After a nineteen-year hiatus, Superman has indeed Returned. Considering it followed Superman III and IV, two of the worst comic book films of all time, hell, possibly two of the worst films in general, I’m surprised this film was met with such criticism. An incredibly misunderstood and under-appreciated film, Returns doesn’t quite match the Donner directed films, but succeeds very well as a standalone sequel.

After astrologists may have discovered the remains of Superman’s homeworld of Krypton, the Man of Steel (Brandon Routh) sets off in hope of seeing his home planet for the first time in his life. An inexplicable amount of time later, Supes returns to Earth to regain his title as the world’s saviour, and the heart of the woman he loves, Lois Lane (Kate Bosworth). To his dismay, his sharp-tongued partner is married to Perry White’s (Frank Langella) young nephew, Richard (James Marsden) and is the mother to a five(?) year old son Jason. To add to his troubles, Lex Luthor (Kevin Spacey) is out of prison and he wants revenge! Spacey brings less arrogance to the role than Gene Hackman, although his sociopathic Luthor is even more loathsome.
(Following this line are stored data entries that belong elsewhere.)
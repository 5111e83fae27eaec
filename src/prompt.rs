//! Operator interaction.
//! The question engine and task runner only talk to the operator through the
//! [`Prompter`] trait, so they can run against in-memory buffers in tests.

use crate::error::Result;
use dialoguer::Input;
use std::io::{BufRead, Write};

/// Line-oriented operator interface.
pub trait Prompter {
    /// Prints a heading, such as a question message.
    fn title(&mut self, message: &str);

    /// Prints a plain line.
    fn print(&mut self, message: &str);

    /// Prints an error notice that does not stop the run.
    fn error(&mut self, message: &str);

    /// Shows `prompt` and blocks for one line of input, without its line
    /// terminator. `Ok(None)` means the input stream has ended.
    fn read_line(&mut self, prompt: &str) -> Result<Option<String>>;
}

/// Prompter over any reader and writer pair.
pub struct Console<R, W> {
    reader: R,
    writer: W,
}

impl<R: BufRead, W: Write> Console<R, W> {
    pub fn new(reader: R, writer: W) -> Self {
        Self { reader, writer }
    }

    /// Gives back the writer, e.g. to inspect what a test printed.
    pub fn into_writer(self) -> W {
        self.writer
    }

    fn write_line(&mut self, line: &str) {
        // Output errors are ignored.
        let _ = writeln!(self.writer, "{line}");
    }
}

impl Console<std::io::StdinLock<'static>, std::io::Stdout> {
    /// Console over the process's standard streams.
    pub fn stdio() -> Self {
        Self::new(std::io::stdin().lock(), std::io::stdout())
    }
}

impl<R: BufRead, W: Write> Prompter for Console<R, W> {
    fn title(&mut self, message: &str) {
        self.write_line(message);
    }

    fn print(&mut self, message: &str) {
        self.write_line(message);
    }

    fn error(&mut self, message: &str) {
        self.write_line(message);
    }

    fn read_line(&mut self, prompt: &str) -> Result<Option<String>> {
        write!(self.writer, "{prompt}")?;
        self.writer.flush()?;

        let mut line = String::new();
        if self.reader.read_line(&mut line)? == 0 {
            return Ok(None);
        }

        let trimmed = line.strip_suffix('\n').unwrap_or(&line);
        let trimmed = trimmed.strip_suffix('\r').unwrap_or(trimmed);
        Ok(Some(trimmed.to_string()))
    }
}

/// Terminal prompter; answers are read with dialoguer's line editor.
#[derive(Debug, Default)]
pub struct DialoguerPrompter;

impl DialoguerPrompter {
    pub fn new() -> Self {
        Self
    }
}

impl Prompter for DialoguerPrompter {
    fn title(&mut self, message: &str) {
        println!("{message}");
    }

    fn print(&mut self, message: &str) {
        println!("{message}");
    }

    fn error(&mut self, message: &str) {
        eprintln!("{message}");
    }

    fn read_line(&mut self, prompt: &str) -> Result<Option<String>> {
        let answer: String = Input::new()
            .with_prompt(prompt.trim_end().trim_end_matches(':'))
            .allow_empty(true)
            .interact_text()?;
        Ok(Some(answer))
    }
}
//! Fixed-period task timing for the supervisor loop.
//!
//! Tasks are polled, never self-scheduled: the tick asks each timer whether
//! it is due. A late tick does not cause catch-up bursts.

use crate::config::ScheduleCfg;

#[derive(Debug, Clone, Copy, PartialEq, Eq)]
pub struct Periodic {
    pub period_ms: u64,
    next_due_ms: u64,
}

impl Periodic {
    /// Due on the first check.
    pub fn new(period_ms: u64) -> Self {
        Self {
            period_ms,
            next_due_ms: 0,
        }
    }

    /// Returns `true` and re-arms when `now_ms` has reached the due time.
    pub fn due(&mut self, now_ms: u64) -> bool {
        if now_ms >= self.next_due_ms {
            self.next_due_ms = now_ms.saturating_add(self.period_ms);
            true
        } else {
            false
        }
    }

    pub fn reset(&mut self, now_ms: u64) {
        self.next_due_ms = now_ms;
    }
}

/// The four periodic tasks of the supervisor.
#[derive(Debug, Clone)]
pub struct Schedule {
    pub pedals: Periodic,
    pub sensors: Periodic,
    pub evaluate: Periodic,
    pub status: Periodic,
}

impl Schedule {
    pub fn new(cfg: &ScheduleCfg) -> Self {
        Self {
            pedals: Periodic::new(cfg.pedal_poll_ms),
            sensors: Periodic::new(cfg.sensor_poll_ms),
            evaluate: Periodic::new(cfg.evaluate_ms),
            status: Periodic::new(cfg.status_ms),
        }
    }

    /// Make every task due at `now_ms`.
    pub fn reset(&mut self, now_ms: u64) {
        for t in [
            &mut self.pedals,
            &mut self.sensors,
            &mut self.evaluate,
            &mut self.status,
        ] {
            t.reset(now_ms);
        }
    }
}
Brandon Routh is alright as Clark Kent, although he lacks the charisma to fully portray a convincing Superman. While every movie Superman will be compared to the first and best (Christopher Reeve), it is unreasonable to expect another perfect portrayal of both Clark and Superman. Routh certainly fits the mould of a modern Superman and he is certainly a decent actor, although his “x-factor” is missing. Maybe we just look too hard for a Christopher Reeve clone. His chemistry with Kate Bosworth is all over the place (not really his fault) and his Superman seems a little forward in his actions and seems to lack the thought processes and reporter’s nous Clark should have.

On the other end of the spectrum, Kevin Spacey is completely engaging as Superman’s arch enemy. While not as arrogant and hair-needy as the Lex Luthor we’re used to, Spacey’s sociopathic, gold-digging Lex is incredible. For once, he doesn’t have a plan solely devoted to killing Superman. Maybe he learned from the piece of crap which was Nuclear Man. Instead, Lex’s plan is to develop an entirely new landmass the size of the United States, made from Kryptonite, and sell the new land off to potential developers for heaps of money. He doesn’t even mind that millions, no billions of people will die in the process.

Meanwhile, Richard is convinced Clark may just be Superman and Jason’s parentage comes into question. Frank Langella is reserved as Perry White, and Sam Huntington holds a disturbing case of people worship towards “Mr. Clark.” To add to the list of disappointments, the usually sharp-tongued yet spelling-challenged Lois Lane is not only too young, but too plain. Kate Bosworth may have fit the bill to someone, but she is certainly not the image of Lois Lane not only we love, but Superman loves. Not even Clark seems too interested in her.

With a hefty run-time and plenty of “this is a sequel” garbage to get out of the way, Superman Returns was quite unlucky to not receive a sequel. The film was flat in places, and the casting choices certainly weren’t perfect, but it is rare a comic book film succeeds in all aspects. Grossing $500m in the US alone, we are left wondering how successful a deserving sequel would have been.